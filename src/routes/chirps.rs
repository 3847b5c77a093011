/// Chirp Routes
///
/// Anyone may read chirps. Posting needs an access token, and only the
/// author may delete.

use actix_web::{web, HttpResponse};
use serde::Deserialize;
use uuid::Uuid;

use crate::auth::{ensure_owner, AuthenticatedUser};
use crate::error::{AppError, ErrorContext, ValidationError};
use crate::store::ChirpStore;
use crate::validators::is_valid_chirp;

#[derive(Deserialize)]
pub struct CreateChirpRequest {
    pub body: String,
}

fn parse_chirp_id(raw: &str) -> Result<Uuid, AppError> {
    Uuid::parse_str(raw).map_err(|_| ValidationError::InvalidFormat("chirp_id").into())
}

/// POST /api/chirps
pub async fn create_chirp(
    user: AuthenticatedUser,
    form: web::Json<CreateChirpRequest>,
    chirps: web::Data<dyn ChirpStore>,
) -> Result<HttpResponse, AppError> {
    let context = ErrorContext::new("chirp_create").with_user_id(user.user_id());

    is_valid_chirp(&form.body)?;
    let chirp = chirps.create_chirp(&form.body, user.user_id()).await?;

    tracing::info!(
        request_id = %context.request_id,
        user_id = %user.user_id(),
        chirp_id = %chirp.id,
        "Chirp created"
    );

    Ok(HttpResponse::Created().json(chirp))
}

/// GET /api/chirps
pub async fn list_chirps(chirps: web::Data<dyn ChirpStore>) -> Result<HttpResponse, AppError> {
    let all = chirps.list_chirps().await?;
    Ok(HttpResponse::Ok().json(all))
}

/// GET /api/chirps/{chirp_id}
pub async fn get_chirp(
    path: web::Path<String>,
    chirps: web::Data<dyn ChirpStore>,
) -> Result<HttpResponse, AppError> {
    let chirp_id = parse_chirp_id(&path)?;
    let chirp = chirps
        .get_chirp(chirp_id)
        .await?
        .ok_or_else(|| AppError::NotFound("Chirp not found".to_string()))?;

    Ok(HttpResponse::Ok().json(chirp))
}

/// DELETE /api/chirps/{chirp_id}
///
/// A missing chirp is 404 for everyone; ownership is only checked once the
/// chirp is known to exist.
pub async fn delete_chirp(
    user: AuthenticatedUser,
    path: web::Path<String>,
    chirps: web::Data<dyn ChirpStore>,
) -> Result<HttpResponse, AppError> {
    let context = ErrorContext::new("chirp_delete").with_user_id(user.user_id());

    let chirp_id = parse_chirp_id(&path)?;
    let chirp = chirps
        .get_chirp(chirp_id)
        .await?
        .ok_or_else(|| AppError::NotFound("Chirp not found".to_string()))?;

    if let Err(e) = ensure_owner(user.user_id(), chirp.user_id) {
        tracing::warn!(
            request_id = %context.request_id,
            user_id = %user.user_id(),
            chirp_id = %chirp_id,
            "Attempt to delete another user's chirp"
        );
        return Err(e);
    }

    // Gone between lookup and delete
    if !chirps.delete_chirp(chirp_id).await? {
        return Err(AppError::NotFound("Chirp not found".to_string()));
    }

    tracing::info!(
        request_id = %context.request_id,
        user_id = ?context.user_id,
        chirp_id = %chirp_id,
        "Chirp deleted"
    );

    Ok(HttpResponse::NoContent().finish())
}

TASK DETAILS: The exact lines of the material above starting at the one that contains "let all = chirps.list_chirps().await?;" and ending at the one that contains "Ok(HttpResponse::NoContent().finish())" are what to retype; leave out everything else.

SOLUTION TO THE PROBLEM:
    let all = chirps.list_chirps().await?;
    Ok(HttpResponse::Ok().json(all))
}

/// GET /api/chirps/{chirp_id}
pub async fn get_chirp(
    path: web::Path<String>,
    chirps: web::Data<dyn ChirpStore>,
) -> Result<HttpResponse, AppError> {
    let chirp_id = parse_chirp_id(&path)?;
    let chirp = chirps
        .get_chirp(chirp_id)
        .await?
        .ok_or_else(|| AppError::NotFound("Chirp not found".to_string()))?;

    Ok(HttpResponse::Ok().json(chirp))
}

/// DELETE /api/chirps/{chirp_id}
///
/// A missing chirp is 404 for everyone; ownership is only checked once the
/// chirp is known to exist.
pub async fn delete_chirp(
    user: AuthenticatedUser,
    path: web::Path<String>,
    chirps: web::Data<dyn ChirpStore>,
) -> Result<HttpResponse, AppError> {
    let context = ErrorContext::new("chirp_delete").with_user_id(user.user_id());

    let chirp_id = parse_chirp_id(&path)?;
    let chirp = chirps
        .get_chirp(chirp_id)
        .await?
        .ok_or_else(|| AppError::NotFound("Chirp not found".to_string()))?;

    if let Err(e) = ensure_owner(user.user_id(), chirp.user_id) {
        tracing::warn!(
            request_id = %context.request_id,
            user_id = %user.user_id(),
            chirp_id = %chirp_id,
            "Attempt to delete another user's chirp"
        );
        return Err(e);
    }

    // Gone between lookup and delete
    if !chirps.delete_chirp(chirp_id).await? {
        return Err(AppError::NotFound("Chirp not found".to_string()));
    }

    tracing::info!(
        request_id = %context.request_id,
        user_id = ?context.user_id,
        chirp_id = %chirp_id,
        "Chirp deleted"
    );

    Ok(HttpResponse::NoContent().finish())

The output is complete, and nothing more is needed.